Task details:
The answer must be the full listing, retyped exactly.

Supplied material:
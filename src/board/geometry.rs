//! Planar geometry over map coordinates.
//!
//! Positions are integer pixels on a 1920x1000 map. Distances are
//! Euclidean and carried as `f64`.

use std::ops::Deref;

/// Map width in distance units.
pub const MAP_WIDTH: i32 = 1920;

/// Map height in distance units.
pub const MAP_HEIGHT: i32 = 1000;

/// A position on the map.
#[derive(Debug, Clone, Copy, PartialEq, Eq, Hash, Default)]
pub struct Point {
    pub x: i32,
    pub y: i32,
}

impl Point {
    /// Creates a point from map coordinates.
    pub const fn new(x: i32, y: i32) -> Self {
        Point { x, y }
    }

    /// Euclidean distance to `other`.
    pub fn distance(self, other: Point) -> f64 {
        let dx = f64::from(other.x) - f64::from(self.x);
        let dy = f64::from(other.y) - f64::from(self.y);
        dx.hypot(dy)
    }

    /// Vector pointing from `other` to `self`, saturating at the `i32` range.
    pub fn away_from(self, other: Point) -> Point {
        Point::new(self.x.saturating_sub(other.x), self.y.saturating_sub(other.y))
    }

    /// Dot product, treating both points as vectors.
    pub fn dot(self, other: Point) -> i64 {
        i64::from(self.x) * i64::from(other.x) + i64::from(self.y) * i64::from(other.y)
    }
}

/// Anything with a position on the map.
pub trait Positioned {
    fn position(&self) -> Point;
}

impl Positioned for Point {
    fn position(&self) -> Point {
        *self
    }
}

/// An item annotated with its distance from some origin.
///
/// Dereferences to the wrapped item so policies can read fields directly.
#[derive(Debug, Clone, Copy, PartialEq)]
pub struct Ranged<T> {
    pub item: T,
    pub distance: f64,
}

impl<T> Deref for Ranged<T> {
    type Target = T;

    fn deref(&self) -> &T {
        &self.item
    }
}

/// Annotates every item with its distance from `origin` and sorts the
/// result ascending. The sort is stable: equal distances keep input order.
pub fn by_distance<T, I>(origin: Point, items: I) -> Vec<Ranged<T>>
where
    T: Positioned,
    I: IntoIterator<Item = T>,
{
    let mut ranged: Vec<Ranged<T>> = items
        .into_iter()
        .map(|item| {
            let distance = origin.distance(item.position());
            Ranged { item, distance }
        })
        .collect();
    ranged.sort_by(|a, b| a.distance.total_cmp(&b.distance));
    ranged
}
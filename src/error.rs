use std::path::PathBuf;

use thiserror::Error;

/// gormgen errors
#[derive(Error, Debug)]
pub enum GormgenError {
    #[error("Failed to connect to database: {0}")]
    Connection(String),

    #[error("Catalog query failed for schema '{schema}': {message}")]
    Query { schema: String, message: String },

    #[error("Code generation failed for table '{table}': {message}")]
    CodeGen { table: String, message: String },

    #[error("Column '{table}.{column}' has unmapped type '{db_type}'")]
    UnmappedType {
        table: String,
        column: String,
        db_type: String,
    },

    #[error("Columns '{first}' and '{second}' of table '{table}' both map to field '{field}'")]
    FieldCollision {
        table: String,
        field: String,
        first: String,
        second: String,
    },

    #[error("Failed to write '{}': {source}", .path.display())]
    File {
        path: PathBuf,
        #[source]
        source: std::io::Error,
    },

    #[error("Configuration error: {0}")]
    Config(String),
}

Task answer:
filename src/board/geometry.rs
//! Planar geometry over map coordinates.
//!
//! Positions are integer pixels on a 1920x1000 map. Distances are
//! Euclidean and carried as `f64`.

use std::ops::Deref;

/// Map width in distance units.
pub const MAP_WIDTH: i32 = 1920;

/// Map height in distance units.
pub const MAP_HEIGHT: i32 = 1000;

/// A position on the map.
#[derive(Debug, Clone, Copy, PartialEq, Eq, Hash, Default)]
pub struct Point {
    pub x: i32,
    pub y: i32,
}

impl Point {
    /// Creates a point from map coordinates.
    pub const fn new(x: i32, y: i32) -> Self {
        Point { x, y }
    }

    /// Euclidean distance to `other`.
    pub fn distance(self, other: Point) -> f64 {
        let dx = f64::from(other.x) - f64::from(self.x);
        let dy = f64::from(other.y) - f64::from(self.y);
        dx.hypot(dy)
    }

    /// Vector pointing from `other` to `self`, saturating at the `i32` range.
    pub fn away_from(self, other: Point) -> Point {
        Point::new(self.x.saturating_sub(other.x), self.y.saturating_sub(other.y))
    }

    /// Dot product, treating both points as vectors.
    pub fn dot(self, other: Point) -> i64 {
        i64::from(self.x) * i64::from(other.x) + i64::from(self.y) * i64::from(other.y)
    }
}

/// Anything with a position on the map.
pub trait Positioned {
    fn position(&self) -> Point;
}

impl Positioned for Point {
    fn position(&self) -> Point {
        *self
    }
}

/// An item annotated with its distance from some origin.
///
/// Dereferences to the wrapped item so policies can read fields directly.
#[derive(Debug, Clone, Copy, PartialEq)]
pub struct Ranged<T> {
    pub item: T,
    pub distance: f64,
}

impl<T> Deref for Ranged<T> {
    type Target = T;

    fn deref(&self) -> &T {
        &self.item
    }
}

/// Annotates every item with its distance from `origin` and sorts the
/// result ascending. The sort is stable: equal distances keep input order.
pub fn by_distance<T, I>(origin: Point, items: I) -> Vec<Ranged<T>>
where
    T: Positioned,
    I: IntoIterator<Item = T>,
{
    let mut ranged: Vec<Ranged<T>> = items
        .into_iter()
        .map(|item| {
            let distance = origin.distance(item.position());
            Ranged { item, distance }
        })
        .collect();
    ranged.sort_by(|a, b| a.distance.total_cmp(&b.distance));
    ranged
}
filename src/error.rs
use std::path::PathBuf;

use thiserror::Error;

/// gormgen errors
#[derive(Error, Debug)]
pub enum GormgenError {
    #[error("Failed to connect to database: {0}")]
    Connection(String),

    #[error("Catalog query failed for schema '{schema}': {message}")]
    Query { schema: String, message: String },

    #[error("Code generation failed for table '{table}': {message}")]
    CodeGen { table: String, message: String },

    #[error("Column '{table}.{column}' has unmapped type '{db_type}'")]
    UnmappedType {
        table: String,
        column: String,
        db_type: String,
    },

    #[error("Columns '{first}' and '{second}' of table '{table}' both map to field '{field}'")]
    FieldCollision {
        table: String,
        field: String,
        first: String,
        second: String,
    },

    #[error("Failed to write '{}': {source}", .path.display())]
    File {
        path: PathBuf,
        #[source]
        source: std::io::Error,
    },

    #[error("Configuration error: {0}")]
    Config(String),
}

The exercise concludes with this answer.